WHAT YOU ARE ASKED TO DO | Here are some records; return them all exactly.

DATA PROVIDED |
//! Client identification header.

use std::fmt;

/// Header carrying the client identity on every request.
pub const USER_AGENT: &str = "User-Agent";

/// Product name used by [`ClientIdentity::from_build`].
pub const DEFAULT_PRODUCT: &str = "cubefs-sdk";

/// Who is calling the master, rendered as `<product>/<version> (commit <commit>)`.
///
/// The header value is rendered once when the identity is created. Create one
/// identity at startup and hand it to every [`crate::RequestBuilder`].
///
/// ```
/// use master_sdk_core::ClientIdentity;
///
/// let identity = ClientIdentity::new("cubefs-sdk", "3.5.0", "a1b2c3");
/// assert_eq!(identity.user_agent(), "cubefs-sdk/3.5.0 (commit a1b2c3)");
/// ```
#[derive(Debug, Clone, PartialEq, Eq, Hash)]
pub struct ClientIdentity {
    product: String,
    version: String,
    commit_id: String,
    user_agent: String,
}

impl ClientIdentity {
    /// Creates an identity from explicit build metadata.
    #[must_use]
    pub fn new(
        product: impl Into<String>,
        version: impl Into<String>,
        commit_id: impl Into<String>,
    ) -> Self {
        let product = product.into();
        let version = version.into();
        let commit_id = commit_id.into();
        let user_agent = format!("{product}/{version} (commit {commit_id})");
        Self {
            product,
            version,
            commit_id,
            user_agent,
        }
    }

    /// Identity of this build.
    ///
    /// The commit id is read from `MASTER_SDK_COMMIT_ID` at compile time.
    #[must_use]
    pub fn from_build() -> Self {
        Self::new(
            DEFAULT_PRODUCT,
            env!("CARGO_PKG_VERSION"),
            option_env!("MASTER_SDK_COMMIT_ID").unwrap_or("unknown"),
        )
    }

    /// Product name.
    #[must_use]
    pub fn product(&self) -> &str {
        &self.product
    }

    /// Product version.
    #[must_use]
    pub fn version(&self) -> &str {
        &self.version
    }

    /// Commit id of the build.
    #[must_use]
    pub fn commit_id(&self) -> &str {
        &self.commit_id
    }

    /// The rendered `User-Agent` value.
    #[must_use]
    pub fn user_agent(&self) -> &str {
        &self.user_agent
    }
}

impl Default for ClientIdentity {
    fn default() -> Self {
        Self::from_build()
    }
}

impl fmt::Display for ClientIdentity {
    fn fmt(&self, f: &mut fmt::Formatter<'_>) -> fmt::Result {
        f.write_str(&self.user_agent)
    }
}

TASK RESULT |
//! Client identification header.

use std::fmt;

/// Header carrying the client identity on every request.
pub const USER_AGENT: &str = "User-Agent";

/// Product name used by [`ClientIdentity::from_build`].
pub const DEFAULT_PRODUCT: &str = "cubefs-sdk";

/// Who is calling the master, rendered as `<product>/<version> (commit <commit>)`.
///
/// The header value is rendered once when the identity is created. Create one
/// identity at startup and hand it to every [`crate::RequestBuilder`].
///
/// ```
/// use master_sdk_core::ClientIdentity;
///
/// let identity = ClientIdentity::new("cubefs-sdk", "3.5.0", "a1b2c3");
/// assert_eq!(identity.user_agent(), "cubefs-sdk/3.5.0 (commit a1b2c3)");
/// ```
#[derive(Debug, Clone, PartialEq, Eq, Hash)]
pub struct ClientIdentity {
    product: String,
    version: String,
    commit_id: String,
    user_agent: String,
}

impl ClientIdentity {
    /// Creates an identity from explicit build metadata.
    #[must_use]
    pub fn new(
        product: impl Into<String>,
        version: impl Into<String>,
        commit_id: impl Into<String>,
    ) -> Self {
        let product = product.into();
        let version = version.into();
        let commit_id = commit_id.into();
        let user_agent = format!("{product}/{version} (commit {commit_id})");
        Self {
            product,
            version,
            commit_id,
            user_agent,
        }
    }

    /// Identity of this build.
    ///
    /// The commit id is read from `MASTER_SDK_COMMIT_ID` at compile time.
    #[must_use]
    pub fn from_build() -> Self {
        Self::new(
            DEFAULT_PRODUCT,
            env!("CARGO_PKG_VERSION"),
            option_env!("MASTER_SDK_COMMIT_ID").unwrap_or("unknown"),
        )
    }

    /// Product name.
    #[must_use]
    pub fn product(&self) -> &str {
        &self.product
    }

    /// Product version.
    #[must_use]
    pub fn version(&self) -> &str {
        &self.version
    }

    /// Commit id of the build.
    #[must_use]
    pub fn commit_id(&self) -> &str {
        &self.commit_id
    }

    /// The rendered `User-Agent` value.
    #[must_use]
    pub fn user_agent(&self) -> &str {
        &self.user_agent
    }
}

impl Default for ClientIdentity {
    fn default() -> Self {
        Self::from_build()
    }
}

impl fmt::Display for ClientIdentity {
    fn fmt(&self, f: &mut fmt::Formatter<'_>) -> fmt::Result {
        f.write_str(&self.user_agent)
    }
}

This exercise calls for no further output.